Task to complete:
How many lines below contain the word "const"? Reply solely with the number.

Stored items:
* * * * * * * * *
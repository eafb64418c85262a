use super::irrigation::FieldConditions;
use crate::models::Risk;

pub const EXTREME_HEAT_C: f64 = 38.0;
pub const COLD_STRESS_C: f64 = 10.0;
pub const RAIN_SKIP_PROBABILITY_PCT: f64 = 70.0;

/// Fixed risk set reported when the soil is above saturation.
pub const SATURATION_RISKS: [Risk; 3] = [Risk::OverSaturation, Risk::Waterlogging, Risk::RootRot];

/// Risk flags for a field, in a fixed order. Never empty: when nothing
/// applies the list holds the single `Risk::None` sentinel.
pub fn identify_risks(field: &FieldConditions) -> Vec<Risk> {
    let profile = &field.profile;
    let moisture = field.moisture_pct;
    let mut risks = Vec::new();

    if moisture < profile.wilting_point {
        risks.push(Risk::CriticalWaterStress);
    } else if moisture < profile.optimal_min {
        risks.push(Risk::BelowOptimalMoisture);
    }

    if moisture > profile.optimal_max {
        risks.push(Risk::FungalDisease);
    }

    if field.temperature_c > EXTREME_HEAT_C {
        risks.push(Risk::ExtremeHeat);
    } else if field.temperature_c < COLD_STRESS_C {
        risks.push(Risk::ColdStress);
    }

    if field.rainfall_probability_pct > RAIN_SKIP_PROBABILITY_PCT && moisture > profile.optimal_min
    {
        risks.push(Risk::RainWithAdequateMoisture);
    }

    if field.is_flowering() && moisture < profile.optimal_min {
        risks.push(Risk::FloweringWaterDemand);
    }

    if risks.is_empty() {
        risks.push(Risk::None);
    }

    risks
}

pub fn risk_messages(risks: &[Risk]) -> Vec<String> {
    risks.iter().map(|r| r.as_str().to_string()).collect()
}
* * * * * * * * *
Result of the exercise:
4